Your objective — Scan the records for "Result". Report each line that includes it.

Dataset entries —
- - - -

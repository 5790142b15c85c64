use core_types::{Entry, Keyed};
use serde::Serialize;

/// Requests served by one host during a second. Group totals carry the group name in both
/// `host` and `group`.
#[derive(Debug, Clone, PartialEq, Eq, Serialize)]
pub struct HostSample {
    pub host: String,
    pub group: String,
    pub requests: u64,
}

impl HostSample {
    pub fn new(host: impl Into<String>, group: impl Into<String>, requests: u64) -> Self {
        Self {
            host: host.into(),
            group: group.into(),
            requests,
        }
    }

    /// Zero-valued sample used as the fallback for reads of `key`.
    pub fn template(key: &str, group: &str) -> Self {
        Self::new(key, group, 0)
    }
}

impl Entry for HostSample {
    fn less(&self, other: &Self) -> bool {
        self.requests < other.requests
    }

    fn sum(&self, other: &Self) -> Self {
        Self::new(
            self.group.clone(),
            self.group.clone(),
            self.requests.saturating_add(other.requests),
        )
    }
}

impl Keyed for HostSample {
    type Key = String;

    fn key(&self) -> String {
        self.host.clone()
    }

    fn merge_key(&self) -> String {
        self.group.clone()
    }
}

- - - -

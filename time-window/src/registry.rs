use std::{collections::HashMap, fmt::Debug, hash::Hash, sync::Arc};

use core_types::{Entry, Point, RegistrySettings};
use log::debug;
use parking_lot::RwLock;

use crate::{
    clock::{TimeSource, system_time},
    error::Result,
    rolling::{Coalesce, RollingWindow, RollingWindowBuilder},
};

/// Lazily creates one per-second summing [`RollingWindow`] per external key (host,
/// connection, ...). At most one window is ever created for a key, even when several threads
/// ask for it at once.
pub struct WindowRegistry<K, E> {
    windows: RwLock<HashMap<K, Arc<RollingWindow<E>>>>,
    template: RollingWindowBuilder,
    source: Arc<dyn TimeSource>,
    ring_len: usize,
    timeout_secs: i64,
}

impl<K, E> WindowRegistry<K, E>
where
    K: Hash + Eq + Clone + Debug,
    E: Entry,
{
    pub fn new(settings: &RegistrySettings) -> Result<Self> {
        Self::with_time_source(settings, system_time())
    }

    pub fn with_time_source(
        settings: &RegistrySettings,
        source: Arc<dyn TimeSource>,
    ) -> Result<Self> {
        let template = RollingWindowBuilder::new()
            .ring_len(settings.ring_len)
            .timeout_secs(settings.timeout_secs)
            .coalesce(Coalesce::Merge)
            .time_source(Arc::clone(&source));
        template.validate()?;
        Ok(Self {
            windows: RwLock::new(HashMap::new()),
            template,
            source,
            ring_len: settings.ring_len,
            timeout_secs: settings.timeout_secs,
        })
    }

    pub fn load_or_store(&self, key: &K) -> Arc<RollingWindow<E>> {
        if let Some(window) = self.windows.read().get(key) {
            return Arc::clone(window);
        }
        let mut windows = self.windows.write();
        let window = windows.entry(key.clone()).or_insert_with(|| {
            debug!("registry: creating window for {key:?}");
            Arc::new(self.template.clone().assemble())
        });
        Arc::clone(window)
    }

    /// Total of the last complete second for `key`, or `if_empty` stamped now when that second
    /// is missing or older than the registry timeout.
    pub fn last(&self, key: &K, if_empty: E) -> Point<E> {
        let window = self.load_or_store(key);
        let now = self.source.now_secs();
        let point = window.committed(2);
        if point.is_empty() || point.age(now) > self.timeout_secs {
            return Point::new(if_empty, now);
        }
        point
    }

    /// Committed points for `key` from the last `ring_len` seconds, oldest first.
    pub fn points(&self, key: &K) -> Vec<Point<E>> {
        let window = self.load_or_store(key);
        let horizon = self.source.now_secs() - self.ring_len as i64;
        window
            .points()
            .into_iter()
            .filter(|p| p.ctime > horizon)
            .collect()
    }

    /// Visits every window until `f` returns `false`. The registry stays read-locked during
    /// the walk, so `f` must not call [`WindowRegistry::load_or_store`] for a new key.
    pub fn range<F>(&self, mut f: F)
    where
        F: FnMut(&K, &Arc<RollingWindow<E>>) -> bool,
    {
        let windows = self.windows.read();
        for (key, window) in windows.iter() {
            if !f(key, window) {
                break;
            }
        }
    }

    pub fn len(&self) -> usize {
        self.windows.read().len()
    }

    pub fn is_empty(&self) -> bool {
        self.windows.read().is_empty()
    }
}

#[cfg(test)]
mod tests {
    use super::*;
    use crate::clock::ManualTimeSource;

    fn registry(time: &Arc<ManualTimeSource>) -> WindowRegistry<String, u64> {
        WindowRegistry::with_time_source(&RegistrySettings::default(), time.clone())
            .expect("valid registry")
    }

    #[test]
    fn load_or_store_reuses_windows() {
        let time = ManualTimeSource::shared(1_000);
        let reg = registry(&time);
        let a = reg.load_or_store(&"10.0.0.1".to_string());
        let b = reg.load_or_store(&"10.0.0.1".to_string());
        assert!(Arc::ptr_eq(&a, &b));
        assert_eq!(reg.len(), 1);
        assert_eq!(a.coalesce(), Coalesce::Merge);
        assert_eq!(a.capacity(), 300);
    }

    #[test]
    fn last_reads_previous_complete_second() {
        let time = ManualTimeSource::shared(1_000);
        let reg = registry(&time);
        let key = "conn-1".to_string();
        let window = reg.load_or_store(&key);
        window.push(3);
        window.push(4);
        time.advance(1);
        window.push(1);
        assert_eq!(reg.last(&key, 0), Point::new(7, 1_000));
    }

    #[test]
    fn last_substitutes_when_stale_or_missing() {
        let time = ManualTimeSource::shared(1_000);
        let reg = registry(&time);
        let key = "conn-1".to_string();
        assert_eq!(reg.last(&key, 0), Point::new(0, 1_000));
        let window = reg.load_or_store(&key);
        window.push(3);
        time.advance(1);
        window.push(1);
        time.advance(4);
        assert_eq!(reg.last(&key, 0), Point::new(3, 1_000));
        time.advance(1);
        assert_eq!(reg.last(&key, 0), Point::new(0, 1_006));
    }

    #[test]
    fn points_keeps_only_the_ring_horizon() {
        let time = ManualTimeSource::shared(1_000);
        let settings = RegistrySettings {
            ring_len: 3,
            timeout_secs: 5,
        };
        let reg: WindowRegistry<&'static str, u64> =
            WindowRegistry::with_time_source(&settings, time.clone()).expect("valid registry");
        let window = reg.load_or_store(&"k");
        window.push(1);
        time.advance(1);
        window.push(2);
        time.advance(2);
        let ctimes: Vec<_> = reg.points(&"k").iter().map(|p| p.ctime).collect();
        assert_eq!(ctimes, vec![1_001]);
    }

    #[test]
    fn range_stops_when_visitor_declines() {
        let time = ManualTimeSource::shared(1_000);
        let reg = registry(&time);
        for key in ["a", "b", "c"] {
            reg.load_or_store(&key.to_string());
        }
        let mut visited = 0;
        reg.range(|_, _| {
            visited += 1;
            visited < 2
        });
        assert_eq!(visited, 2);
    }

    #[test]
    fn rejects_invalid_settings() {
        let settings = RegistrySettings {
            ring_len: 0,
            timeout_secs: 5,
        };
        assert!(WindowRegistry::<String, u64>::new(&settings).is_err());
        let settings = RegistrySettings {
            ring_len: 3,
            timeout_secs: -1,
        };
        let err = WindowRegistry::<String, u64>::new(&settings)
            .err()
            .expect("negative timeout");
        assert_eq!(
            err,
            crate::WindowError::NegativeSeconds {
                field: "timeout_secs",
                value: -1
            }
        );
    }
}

- - - -

Task answer —
    error::Result,
    pub fn new(settings: &RegistrySettings) -> Result<Self> {
    ) -> Result<Self> {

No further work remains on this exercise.